1.2 cells: renca (CRL-2947, purchased from ATCC); RM-1 cell line (Shanghai Ministry of Industrial Co., ltd.).
1.3 instruments and devices: electronic balance (sidoris); centrifuge (good in Anhui); flex station 3 calcium streaming workstation (MD); inverted microscope (OLYPUS).
2. Experimental methods
2.1 cell culture
Cell subculture in culture flask at 37 ℃ with 5% CO 2 Culturing in an incubator with saturated humidity, discarding culture solution after the cells in the culture bottle grow up basically (the cells are kept in logarithmic growth phase), adding a proper amount of PBS solution for gentle washing, discarding, then adding 1ml of 0.25% trypsin solution for digestion for 2-3 minutes, adding 2ml of complete culture medium to stop the action of pancreatin, transferring the cells into a centrifuge tube, centrifuging for 5min at 1000r, discarding supernatant, adding the complete culture medium, and carefully blowing and beating into single cells. The cells were counted by an automatic cell counter at 1X 10 5 Per mL, 100. Mu.L per well in a 96 well cell culture plate, 100. Mu.L sterile water added to the marginal wells, continued at 37 ℃ C. And 5% CO 2 And carrying out molding and administration tests after culturing for 18-20 hours in an incubator.
2.2 grouping and administration
Centrifuging and removing supernatant after cell pancreatin digestion, inoculating cells into a 96-well plate according to 10000 cells/well after heavy suspension counting, adding 1,2,3,4, 6-pentagalloyl glucose with final concentration of 6.25, 12.5, 25, 50 and 100uM after 24h, setting an experiment control group at the same time, setting 5 multiple wells for each concentration, and incubating for 24h.
2.3 cell viability assay
Each set of experiments was completed 4h before the end of the time period, 10ul MTT was added to each well. After continuing culturing for 4h, carefully sucking up the supernatant, adding 150uL DMSO into each well to dissolve crystals, after the crystals are completely dissolved, measuring the absorbance value at the wavelength of 570nm under an enzyme-linked immunosorbent assay, and calculating the survival rate and the IC50.
3. Results of the experiment
The experimental results of the inhibitory effect of 1,2,3,4, 6-O-pentagalloylglucose on the proliferation of each tumor cell are shown in Table 1, and it can be seen from the table that 1,2,3,4, 6-O-pentagalloylglucose has a certain inhibitory effect on the proliferation of 2 tumor cells, and the activity of the tumor cells gradually decreases with the gradual increase of the concentration. The IC50 values of the compound are 19.46uM and 69.23uM for renal cancer cells and prostate cancer cells respectively according to the formula.
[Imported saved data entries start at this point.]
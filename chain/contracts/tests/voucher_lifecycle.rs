//! Voucher Lifecycle Tests
//!
//! End-to-end flows through the public ledger API:
//! - Create / claim / redeem happy path
//! - Expiry, reclaim and the forfeited deposit bonus
//! - Claim contention
//! - Fee formula and minimum fee floor
//! - Admin reconfiguration between operations

use rust_decimal::Decimal;
use voucher_contracts::bank::Bank;
use voucher_contracts::commitment::SecretCommitment;
use voucher_contracts::config::LedgerConfig;
use voucher_contracts::errors::{ErrorKind, VoucherError};
use voucher_contracts::events::ContractEvent;
use voucher_contracts::ledger::{TxContext, VoucherLedger};
use voucher_contracts::voucher::VoucherStatus;
use voucher_types::fee::FeeParams;
use voucher_types::ids::VoucherId;

const ADMIN: &str = "owner";
const TREASURY: &str = "treasury";
const LEDGER: &str = "voucher-ledger";
const PERIOD: i64 = 100_000;
const T0: i64 = 1_700_000_000;

const CODE: &[u8] = b"abcd-defg-5112-954J";

// ═══════════════════════════════════════════════════════════════════
// Happy path
// ═══════════════════════════════════════════════════════════════════

#[test]
fn test_claim_and_redeem_before_expiry() {
    let (mut ledger, mut bank) = setup();
    let id = create_voucher(&mut ledger, &mut bank);
    assert_eq!(ledger.get_voucher(&id).unwrap().value, Decimal::from(2));

    ledger
        .claim(&mut bank, &TxContext::new("redeemer", Decimal::from(60), T0 + 10), &id)
        .unwrap();
    let before = bank.balance_of("redeemer");

    let event = ledger
        .redeem(&mut bank, &TxContext::call("redeemer", T0 + 20), &id, b"S")
        .unwrap();

    let payout = bank.balance_of("redeemer") - before;
    assert_eq!(payout, Decimal::from(2 + 60));
    match event {
        ContractEvent::VoucherRedeemed(e) => {
            assert_eq!(e.value, Decimal::from(2));
            assert_eq!(e.deposit_refund, Decimal::from(60));
            assert_eq!(e.bonus, Decimal::ZERO);
        }
        other => panic!("unexpected event {other:?}"),
    }
    assert!(ledger.get_voucher(&id).is_none());
    assert_eq!(bank.balance_of(LEDGER), Decimal::ZERO);
}

// ═══════════════════════════════════════════════════════════════════
// Expiry and reclaim
// ═══════════════════════════════════════════════════════════════════

#[test]
fn test_expired_claim_reclaim_pays_bonus() {
    let (mut ledger, mut bank) = setup();
    let id = create_voucher(&mut ledger, &mut bank);

    ledger
        .claim(&mut bank, &TxContext::new("redeemer", Decimal::from(60), T0), &id)
        .unwrap();

    let lapsed = T0 + PERIOD;
    let err = ledger
        .redeem(&mut bank, &TxContext::call("redeemer", lapsed), &id, b"S")
        .unwrap_err();
    assert_eq!(err, VoucherError::ClaimExpired { expired_at: lapsed });
    assert!(matches!(
        ledger.voucher_status(&id, lapsed),
        VoucherStatus::Expired { .. }
    ));

    ledger
        .claim(&mut bank, &TxContext::new("redeemer", Decimal::from(60), lapsed), &id)
        .unwrap();
    let before = bank.balance_of("redeemer");
    ledger
        .redeem(&mut bank, &TxContext::call("redeemer", lapsed + 1), &id, b"S")
        .unwrap();

    assert_eq!(bank.balance_of("redeemer") - before, Decimal::from(2 + 60 + 12));
    // 80% of the forfeited deposit went to the fee recipient
    assert_eq!(bank.balance_of(TREASURY), dec("0.04") + Decimal::from(48));
}

#[test]
fn test_bonus_accumulates_over_several_lapses() {
    let (mut ledger, mut bank) = setup();
    let id = create_voucher(&mut ledger, &mut bank);

    let mut now = T0;
    for _ in 0..3 {
        ledger
            .claim(&mut bank, &TxContext::new("rival", Decimal::from(60), now), &id)
            .unwrap();
        now += PERIOD;
    }
    assert_eq!(
        ledger.get_voucher(&id).unwrap().forfeited_deposit_credit,
        Decimal::from(24)
    );

    ledger
        .claim(&mut bank, &TxContext::new("redeemer", Decimal::from(60), now), &id)
        .unwrap();
    let event = ledger
        .redeem(&mut bank, &TxContext::call("redeemer", now + 1), &id, b"S")
        .unwrap();
    let ContractEvent::VoucherRedeemed(e) = event else {
        panic!("expected VoucherRedeemed");
    };
    assert_eq!(e.bonus, Decimal::from(36));
    assert_eq!(e.payout(), Decimal::from(2 + 60 + 36));
}

#[test]
fn test_expiry_boundary() {
    let (mut ledger, mut bank) = setup();
    let id = create_voucher(&mut ledger, &mut bank);
    ledger
        .claim(&mut bank, &TxContext::new("redeemer", Decimal::from(60), T0), &id)
        .unwrap();
    let expires_at = T0 + PERIOD;

    // Just before expiry the window is still exclusive
    let err = ledger
        .claim(&mut bank, &TxContext::new("rival", Decimal::from(60), expires_at - 10), &id)
        .unwrap_err();
    assert_eq!(err.kind(), ErrorKind::ClaimInProgress);

    // At expiry it is open to anyone
    ledger
        .claim(&mut bank, &TxContext::new("rival", Decimal::from(60), expires_at), &id)
        .unwrap();
    assert_eq!(
        ledger.get_voucher(&id).unwrap().claimed_by().unwrap().as_str(),
        "rival"
    );
}

// ═══════════════════════════════════════════════════════════════════
// Contention
// ═══════════════════════════════════════════════════════════════════

#[test]
fn test_second_claimant_gets_claim_in_progress() {
    let (mut ledger, mut bank) = setup();
    let id = create_voucher(&mut ledger, &mut bank);

    ledger
        .claim(&mut bank, &TxContext::new("redeemer", Decimal::from(60), T0), &id)
        .unwrap();
    let err = ledger
        .claim(&mut bank, &TxContext::new("rival", Decimal::from(60), T0 + 1), &id)
        .unwrap_err();

    assert_eq!(
        err,
        VoucherError::ClaimInProgress {
            expires_at: T0 + PERIOD
        }
    );
    assert!(err.is_retryable());
    assert_eq!(bank.balance_of("rival"), Decimal::from(10_000));
}

#[test]
fn test_rival_with_secret_cannot_redeem() {
    let (mut ledger, mut bank) = setup();
    let id = create_voucher(&mut ledger, &mut bank);
    ledger
        .claim(&mut bank, &TxContext::new("redeemer", Decimal::from(60), T0), &id)
        .unwrap();

    let err = ledger
        .redeem(&mut bank, &TxContext::call("rival", T0 + 1), &id, b"S")
        .unwrap_err();
    assert_eq!(err, VoucherError::NotClaimed);
    assert!(!err.is_retryable());
}

// ═══════════════════════════════════════════════════════════════════
// Fees
// ═══════════════════════════════════════════════════════════════════

#[test]
fn test_grossed_up_amount_stores_exact_value() {
    let (mut ledger, mut bank) = setup();
    let params = FeeParams::default();
    let value = dec("123.456");
    let attached = params.gross_up(value).unwrap();

    ledger
        .create(
            &mut bank,
            &TxContext::new("creator", attached, T0),
            b"gross-up",
            SecretCommitment::from_secret(b"S"),
            Decimal::ONE,
        )
        .unwrap();

    let voucher = ledger.get_voucher(&VoucherId::from_code(b"gross-up")).unwrap();
    assert_eq!(voucher.value, value);
    assert_eq!(bank.balance_of(TREASURY), value * params.rate());
}

#[test]
fn test_minimum_fee_floor() {
    let (mut ledger, mut bank) = setup();
    let attached = dec("0.1");

    ledger
        .create(
            &mut bank,
            &TxContext::new("creator", attached, T0),
            b"small",
            SecretCommitment::from_secret(b"S"),
            Decimal::ONE,
        )
        .unwrap();
    let voucher = ledger.get_voucher(&VoucherId::from_code(b"small")).unwrap();
    assert_eq!(voucher.value, attached - dec("0.005"));

    let err = ledger
        .create(
            &mut bank,
            &TxContext::new("creator", dec("0.004"), T0),
            b"too-small",
            SecretCommitment::from_secret(b"S"),
            Decimal::ONE,
        )
        .unwrap_err();
    assert_eq!(err.kind(), ErrorKind::InsufficientFunds);
}

#[test]
fn test_fee_change_applies_to_later_vouchers_only() {
    let (mut ledger, mut bank) = setup();
    let id = create_voucher(&mut ledger, &mut bank);

    ledger.set_creation_fee_params(ADMIN, dec("1"), 0).unwrap();
    assert_eq!(ledger.get_voucher(&id).unwrap().value, Decimal::from(2));

    ledger
        .create(
            &mut bank,
            &TxContext::new("creator", Decimal::from(3), T0),
            b"later",
            SecretCommitment::from_secret(b"S"),
            Decimal::ONE,
        )
        .unwrap();
    let later = ledger.get_voucher(&VoucherId::from_code(b"later")).unwrap();
    assert_eq!(later.value, Decimal::from(2));
}

#[test]
fn test_fee_recipient_change_redirects_fees() {
    let (mut ledger, mut bank) = setup();
    ledger.set_fee_recipient(ADMIN, "new-treasury").unwrap();
    create_voucher(&mut ledger, &mut bank);

    assert_eq!(bank.balance_of(TREASURY), Decimal::ZERO);
    assert_eq!(bank.balance_of("new-treasury"), dec("0.04"));
}

#[test]
fn test_events_follow_lifecycle() {
    let (mut ledger, mut bank) = setup();
    let id = create_voucher(&mut ledger, &mut bank);
    ledger
        .claim(&mut bank, &TxContext::new("redeemer", Decimal::from(60), T0), &id)
        .unwrap();
    ledger
        .redeem(&mut bank, &TxContext::call("redeemer", T0 + 1), &id, b"S")
        .unwrap();

    let events = ledger.drain_events();
    let labels: Vec<_> = events.iter().map(|e| e.label()).collect();
    assert_eq!(
        labels,
        vec!["voucher_created", "redemption_claimed", "voucher_redeemed"]
    );
    assert!(events.iter().all(|e| e.voucher_id() == Some(id)));
}

// ═══════════════════════════════════════════════════════════════════
// Helpers
// ═══════════════════════════════════════════════════════════════════

fn dec(s: &str) -> Decimal {
    Decimal::from_str_exact(s).unwrap()
}

fn setup() -> (VoucherLedger, Bank) {
    let _ = tracing_subscriber::fmt()
        .with_env_filter(tracing_subscriber::EnvFilter::from_default_env())
        .with_test_writer()
        .try_init();
    let config = LedgerConfig::new(ADMIN)
        .with_fee_recipient(TREASURY)
        .with_claim_period(PERIOD);
    let ledger = VoucherLedger::new(config).unwrap();
    let mut bank = Bank::new();
    for who in ["creator", "redeemer", "rival"] {
        bank.mint(who, Decimal::from(10_000)).unwrap();
    }
    (ledger, bank)
}

/// Creates a voucher worth exactly 2 with a claim deposit of 60.
fn create_voucher(
    ledger: &mut VoucherLedger,
    bank: &mut Bank,
) -> VoucherId {
    let params = FeeParams::default();
    let attached = params.gross_up(Decimal::from(2)).unwrap();
    ledger
        .create(
            bank,
            &TxContext::new("creator", attached, T0),
            CODE,
            SecretCommitment::from_secret(b"S"),
            Decimal::from(60),
        )
        .unwrap();
    VoucherId::from_code(CODE)
}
TABLE 1,2,3,4,6-Pentagalloylglucose Effect on Renca, RM-1 cell viability
Figure BDA0002181297370000051
P <0.01, p <0.05 compared to control
Experimental example 2,3,4, 6-Pentaglloylglucose Effect on PD-1/PD-L1 binding in vitro
1. Experimental Material
1.1 drugs and reagents: 1,2,3,4, 6-pentagalloylglucose (MCE); RPMI1640 (GIBCO), fetal bovine serum (GIBCO); PD1/PD-L1 Binding Assay Kits (cisbio).
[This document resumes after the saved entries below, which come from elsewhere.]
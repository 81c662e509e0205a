//! Scenario simulation modules
//!
//! Each scenario drives a fresh world through one adversarial pattern and
//! reports whether the ledger's guarantees held.

pub mod claim_race;
pub mod expiry_churn;
pub mod fee_floor;

use serde::{Deserialize, Serialize};

use crate::actors::Actor;
use crate::engine::{Action, SimError, StepOutcome, World};
use crate::metrics::SimMetrics;

/// Result of a scenario run.
#[derive(Debug, Clone, Serialize, Deserialize)]
pub struct ScenarioResult {
    pub name: String,
    pub steps_run: u64,
    pub events_emitted: usize,
    pub passed: bool,
    pub details: String,
    pub metrics: SimMetrics,
}

impl ScenarioResult {
    fn new(name: &str, world: &World, metrics: SimMetrics, failures: Vec<String>) -> Self {
        let passed = failures.is_empty();
        let details = if passed {
            metrics.summary()
        } else {
            failures.join("; ")
        };
        Self {
            name: name.to_string(),
            steps_run: world.steps(),
            events_emitted: world.events().len(),
            passed,
            details,
            metrics,
        }
    }
}

/// Apply an action and record its outcome.
fn apply(
    world: &mut World,
    metrics: &mut SimMetrics,
    action: &Action,
) -> Result<StepOutcome, SimError> {
    let outcome = world.step(action)?;
    metrics.record_outcome(&outcome);
    Ok(outcome)
}

/// Tick an actor and record its outcome, if it acted.
fn tick(
    actor: &mut dyn Actor,
    world: &mut World,
    metrics: &mut SimMetrics,
) -> Result<Option<StepOutcome>, SimError> {
    let outcome = actor.tick(world)?;
    if let Some(outcome) = &outcome {
        metrics.record_outcome(outcome);
    }
    Ok(outcome)
}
1.2 instruments and devices: electronic balance (sidoris); microplate reader (PE).
2. Experimental methods
Dissolving a drug into 50mM DMSO (dimethyl sulfoxide) as a storage solution, diluting the drug into 30uM/mL by using a diluent in a kit before an experiment, then taking the diluted drug as a high concentration, sequentially diluting the drug into 5 concentrations of 30, 10, 3.33, 1.11 and 0.37uM/mL according to three times of dilution, respectively adding 2uL of diluted compounds with different concentrations, 4uL Tag1-PD-L1 protein and 4uL Tag2-PD1 protein according to the instruction sequence of the kit operation, standing the mixture at room temperature in a dark place for 15min, adding 10uL of anti-Tag1-Eu3+ and anti-Tag2-XL665 which are uniformly mixed in advance into each hole, standing the mixture at room temperature in a dark place for 2h, and detecting the fluorescence value of each hole under a fluorescence microplate reader.
3. Results of the experiment
As shown in figure 1, the inhibition rate of 1,2,3,4, 6-pentagalloylglucose on in vitro PD1/PD-L1 binding is continuously increased along with the increase of the administration concentration, and the IC of the inhibition rate is calculated 50 It was 16.01uM.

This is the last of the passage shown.